Ce qu'est une revue (selon Régis Debray)
La revue n'appartient pas à l'univers des mass medias : tout en étant mise sur le marché, ce n'est pas une marchandise. Ferait-elle par miracle des bénéfices (il est de l'essence de la revue d'être déficitaire, mais un accident n'est jamais exclu), serait-elle criblée de coupons à découper, cadeaux-surprises et quadrichromies, qu'elle resterait par essence l'opposé du magazine (...) Elle cherche l'influence et non l'audience, la cohérence et non l'éclectisme. La vérité (sa vérité) et non l'aménité.

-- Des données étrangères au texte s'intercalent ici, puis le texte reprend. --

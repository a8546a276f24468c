//! Trip catalogue model and capacity rules.

use std::collections::HashMap;
use std::fmt;

use chrono::NaiveDate;
use serde::{Deserialize, Serialize};

use super::RegistrationDate;

/// Surrogate trip identifier.
#[derive(Debug, Clone, Copy, PartialEq, Eq, Hash, PartialOrd, Ord, Serialize, Deserialize)]
#[serde(transparent)]
pub struct TripId(i32);

impl TripId {
    /// Wrap a raw identifier.
    pub const fn new(raw: i32) -> Self {
        Self(raw)
    }

    /// Raw identifier value.
    pub const fn get(self) -> i32 {
        self.0
    }
}

impl fmt::Display for TripId {
    fn fmt(&self, f: &mut fmt::Formatter<'_>) -> fmt::Result {
        write!(f, "{}", self.0)
    }
}

/// Raised when a trip cannot take another participant.
#[derive(Debug, Clone, Copy, PartialEq, Eq, thiserror::Error)]
#[error("trip is full: {registered} of {max_people} places taken")]
pub struct CapacityReached {
    /// Trip maximum.
    pub max_people: u32,
    /// Registrations counted at the time of the check.
    pub registered: u64,
}

/// Maximum number of participants a trip accepts.
///
/// # Examples
/// ```
/// use booking::domain::TripCapacity;
///
/// let capacity = TripCapacity::new(2);
/// assert!(capacity.try_admit(1).is_ok());
/// assert!(capacity.try_admit(2).is_err());
/// ```
#[derive(Debug, Clone, Copy, PartialEq, Eq, Serialize, Deserialize)]
#[serde(transparent)]
pub struct TripCapacity(u32);

impl TripCapacity {
    /// Wrap a participant limit.
    pub const fn new(max_people: u32) -> Self {
        Self(max_people)
    }

    /// Build a capacity from the stored column, clamping negatives to zero.
    pub fn from_stored(max_people: i32) -> Self {
        Self(u32::try_from(max_people).unwrap_or(0))
    }

    /// Participant limit.
    pub const fn max_people(self) -> u32 {
        self.0
    }

    /// Check whether one more participant fits given `registered` existing
    /// registrations.
    pub fn try_admit(self, registered: u64) -> Result<(), CapacityReached> {
        if registered >= u64::from(self.0) {
            return Err(CapacityReached {
                max_people: self.0,
                registered,
            });
        }
        Ok(())
    }
}

/// Trip as stored in the catalogue.
#[derive(Debug, Clone, PartialEq, Eq)]
pub struct Trip {
    /// Identifier.
    pub id: TripId,
    /// Display name.
    pub name: String,
    /// Free-form description.
    pub description: String,
    /// First day of the trip.
    pub date_from: NaiveDate,
    /// Last day of the trip.
    pub date_to: NaiveDate,
    /// Participant limit.
    pub capacity: TripCapacity,
}

/// One row of the trip/country join.
#[derive(Debug, Clone, PartialEq, Eq)]
pub struct TripCountry {
    /// Trip half of the row.
    pub trip: Trip,
    /// Name of a country the trip visits.
    pub country: String,
}

/// Trip with every associated country name.
#[derive(Debug, Clone, PartialEq, Eq)]
pub struct TripWithCountries {
    /// The trip.
    pub trip: Trip,
    /// Country names; never empty.
    pub countries: Vec<String>,
}

/// Collapse join rows into one entry per trip.
///
/// Entries keep the order in which each trip first appears, so rows sorted by
/// start date produce trips sorted by start date.
///
/// # Examples
/// ```
/// use booking::domain::{group_trip_countries, Trip, TripCapacity, TripCountry, TripId};
/// use chrono::NaiveDate;
///
/// let day = NaiveDate::from_ymd_opt(2026, 7, 1).expect("valid date");
/// let trip = Trip {
///     id: TripId::new(1),
///     name: "Alps".into(),
///     description: "Hiking".into(),
///     date_from: day,
///     date_to: day,
///     capacity: TripCapacity::new(10),
/// };
/// let rows = vec![
///     TripCountry { trip: trip.clone(), country: "Austria".into() },
///     TripCountry { trip, country: "Italy".into() },
/// ];
/// let grouped = group_trip_countries(rows);
/// assert_eq!(grouped.len(), 1);
/// assert_eq!(grouped[0].countries, ["Austria", "Italy"]);
/// ```
pub fn group_trip_countries(rows: impl IntoIterator<Item = TripCountry>) -> Vec<TripWithCountries> {
    let mut positions: HashMap<TripId, usize> = HashMap::new();
    let mut grouped: Vec<TripWithCountries> = Vec::new();

    for TripCountry { trip, country } in rows {
        match positions.get(&trip.id) {
            Some(&index) => {
                if let Some(entry) = grouped.get_mut(index) {
                    entry.countries.push(country);
                }
            }
            None => {
                positions.insert(trip.id, grouped.len());
                grouped.push(TripWithCountries {
                    trip,
                    countries: vec![country],
                });
            }
        }
    }

    grouped
}

/// Trip a client is registered for, with registration metadata.
#[derive(Debug, Clone, PartialEq, Eq)]
pub struct ClientTrip {
    /// The trip.
    pub trip: Trip,
    /// Day of registration.
    pub registered_at: RegistrationDate,
    /// Day of payment, if paid.
    pub payment_date: Option<RegistrationDate>,
}
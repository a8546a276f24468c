//! Outbound adapters implementing domain ports for external infrastructure.
//!
//! - **persistence**: PostgreSQL-backed repositories using Diesel ORM.
//!
//! Adapters are thin translators between domain types and
//! infrastructure-specific representations.

pub mod persistence;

Elle se meut dans la qualité et non le volume ne recevant d'ordre que des valeurs qu'elle s'est choisies et non des faits qui l'investissent. L'opposition n'est donc pas dans la périodicité, mais l'élément. La revue prospecte, le magazine exploite. Ce qui veut dire que l'intendance suit éventuellement la première et précède nécessairement le second. Qu'une revue est l'affaire d'un homme ou d'une communauté, et un magazine une affaire tout court. L'apostolat de la revue exige des volontaires, l'entreprise d'un magazine, des fichiers et un mailing avant toute chose. La revue œuvre en différé - vers l'avant, le magazine opère en direct - donc vers l'arrière. Dire que la première est affaire de durée et que le deuxième réagit à l'instant, c'est dire que l'une s'oblige à l'authentique (ce qui résiste à la vérification et à l'épreuve du temps), et l'autre à l'idéologie (la présence de l'illusion tenant à l'illusion du présent).
Régis Debray, Le pouvoir intellectuel en France.